> WHAT IS REQUIRED
Go through the entries below and count the lines where "ByteOrder" occurs. Give nothing but that number.

━━━ SOURCE MATERIAL ━━━

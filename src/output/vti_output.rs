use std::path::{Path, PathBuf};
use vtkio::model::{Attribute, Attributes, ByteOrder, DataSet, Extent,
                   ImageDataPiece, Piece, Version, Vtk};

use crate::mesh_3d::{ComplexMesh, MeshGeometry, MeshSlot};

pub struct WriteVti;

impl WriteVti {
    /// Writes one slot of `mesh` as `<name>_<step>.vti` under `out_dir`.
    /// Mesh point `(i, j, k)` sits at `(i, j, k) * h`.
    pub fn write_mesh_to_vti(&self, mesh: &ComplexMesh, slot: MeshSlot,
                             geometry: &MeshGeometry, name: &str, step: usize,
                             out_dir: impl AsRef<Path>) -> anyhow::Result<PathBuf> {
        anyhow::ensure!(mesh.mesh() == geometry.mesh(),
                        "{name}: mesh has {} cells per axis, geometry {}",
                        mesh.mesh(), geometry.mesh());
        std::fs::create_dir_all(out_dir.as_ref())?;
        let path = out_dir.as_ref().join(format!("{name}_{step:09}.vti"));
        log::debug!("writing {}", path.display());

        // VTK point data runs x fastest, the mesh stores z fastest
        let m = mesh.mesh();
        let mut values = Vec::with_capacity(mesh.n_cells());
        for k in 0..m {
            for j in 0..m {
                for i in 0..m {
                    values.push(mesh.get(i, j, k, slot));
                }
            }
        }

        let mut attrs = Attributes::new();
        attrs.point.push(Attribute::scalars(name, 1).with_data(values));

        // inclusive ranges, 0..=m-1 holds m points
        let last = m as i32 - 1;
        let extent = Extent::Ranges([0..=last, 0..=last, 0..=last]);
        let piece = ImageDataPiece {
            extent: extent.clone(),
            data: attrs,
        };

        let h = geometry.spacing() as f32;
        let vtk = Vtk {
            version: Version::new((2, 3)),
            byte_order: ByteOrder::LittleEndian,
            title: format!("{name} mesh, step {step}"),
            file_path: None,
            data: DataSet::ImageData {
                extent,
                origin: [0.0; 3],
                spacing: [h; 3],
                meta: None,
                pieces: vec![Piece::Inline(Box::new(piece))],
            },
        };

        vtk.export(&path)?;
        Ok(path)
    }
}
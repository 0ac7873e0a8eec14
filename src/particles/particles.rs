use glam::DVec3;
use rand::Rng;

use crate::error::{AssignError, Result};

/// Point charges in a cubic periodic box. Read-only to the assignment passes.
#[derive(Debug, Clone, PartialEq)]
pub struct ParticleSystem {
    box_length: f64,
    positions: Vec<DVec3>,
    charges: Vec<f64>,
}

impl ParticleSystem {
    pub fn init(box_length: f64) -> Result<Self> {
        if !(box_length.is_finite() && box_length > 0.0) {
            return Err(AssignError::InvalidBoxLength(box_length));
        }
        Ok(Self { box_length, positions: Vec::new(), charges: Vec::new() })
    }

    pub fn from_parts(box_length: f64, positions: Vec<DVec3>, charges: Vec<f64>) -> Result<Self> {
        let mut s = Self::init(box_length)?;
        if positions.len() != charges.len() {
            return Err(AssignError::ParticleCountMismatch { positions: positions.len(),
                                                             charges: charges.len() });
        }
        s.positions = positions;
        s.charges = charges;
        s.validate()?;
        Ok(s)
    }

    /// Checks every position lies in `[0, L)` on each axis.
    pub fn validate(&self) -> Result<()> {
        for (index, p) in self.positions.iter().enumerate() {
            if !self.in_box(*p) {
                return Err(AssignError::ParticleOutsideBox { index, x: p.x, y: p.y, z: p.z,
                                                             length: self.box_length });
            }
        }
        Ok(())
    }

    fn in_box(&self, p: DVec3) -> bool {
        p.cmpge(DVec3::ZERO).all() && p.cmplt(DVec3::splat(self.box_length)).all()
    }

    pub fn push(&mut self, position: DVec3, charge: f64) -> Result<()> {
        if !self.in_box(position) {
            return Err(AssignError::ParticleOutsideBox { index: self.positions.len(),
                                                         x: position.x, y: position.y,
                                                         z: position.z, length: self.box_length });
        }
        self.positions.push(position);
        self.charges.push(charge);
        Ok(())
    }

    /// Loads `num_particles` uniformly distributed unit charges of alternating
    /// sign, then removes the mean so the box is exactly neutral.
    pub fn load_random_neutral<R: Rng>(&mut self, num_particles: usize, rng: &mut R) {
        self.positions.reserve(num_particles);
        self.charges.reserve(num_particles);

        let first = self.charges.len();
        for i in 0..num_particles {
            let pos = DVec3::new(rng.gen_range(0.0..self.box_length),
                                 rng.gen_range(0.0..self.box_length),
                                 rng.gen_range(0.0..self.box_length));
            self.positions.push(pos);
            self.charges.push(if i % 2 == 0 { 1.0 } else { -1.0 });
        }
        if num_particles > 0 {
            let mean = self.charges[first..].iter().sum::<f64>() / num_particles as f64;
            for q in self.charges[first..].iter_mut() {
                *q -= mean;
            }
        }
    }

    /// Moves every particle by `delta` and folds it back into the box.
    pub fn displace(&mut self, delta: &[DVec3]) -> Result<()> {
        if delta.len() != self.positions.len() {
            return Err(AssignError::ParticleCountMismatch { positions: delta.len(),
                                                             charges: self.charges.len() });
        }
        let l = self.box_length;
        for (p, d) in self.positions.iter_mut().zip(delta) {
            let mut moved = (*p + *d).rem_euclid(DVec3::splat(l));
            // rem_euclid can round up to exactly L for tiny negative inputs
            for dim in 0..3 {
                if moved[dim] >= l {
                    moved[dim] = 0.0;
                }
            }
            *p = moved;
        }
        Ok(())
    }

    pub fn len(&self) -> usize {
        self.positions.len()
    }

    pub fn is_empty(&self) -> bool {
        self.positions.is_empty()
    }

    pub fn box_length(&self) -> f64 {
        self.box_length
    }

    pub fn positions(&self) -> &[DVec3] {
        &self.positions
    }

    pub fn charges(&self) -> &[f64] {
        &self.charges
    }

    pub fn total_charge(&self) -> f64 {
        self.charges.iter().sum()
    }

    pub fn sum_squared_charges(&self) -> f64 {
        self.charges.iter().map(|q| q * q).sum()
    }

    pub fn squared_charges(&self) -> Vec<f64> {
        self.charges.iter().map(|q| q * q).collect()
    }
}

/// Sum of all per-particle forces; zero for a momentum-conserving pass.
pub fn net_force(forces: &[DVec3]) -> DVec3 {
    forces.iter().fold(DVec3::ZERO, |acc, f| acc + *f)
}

━━━

> RESULT FOR THIS EXERCISE
2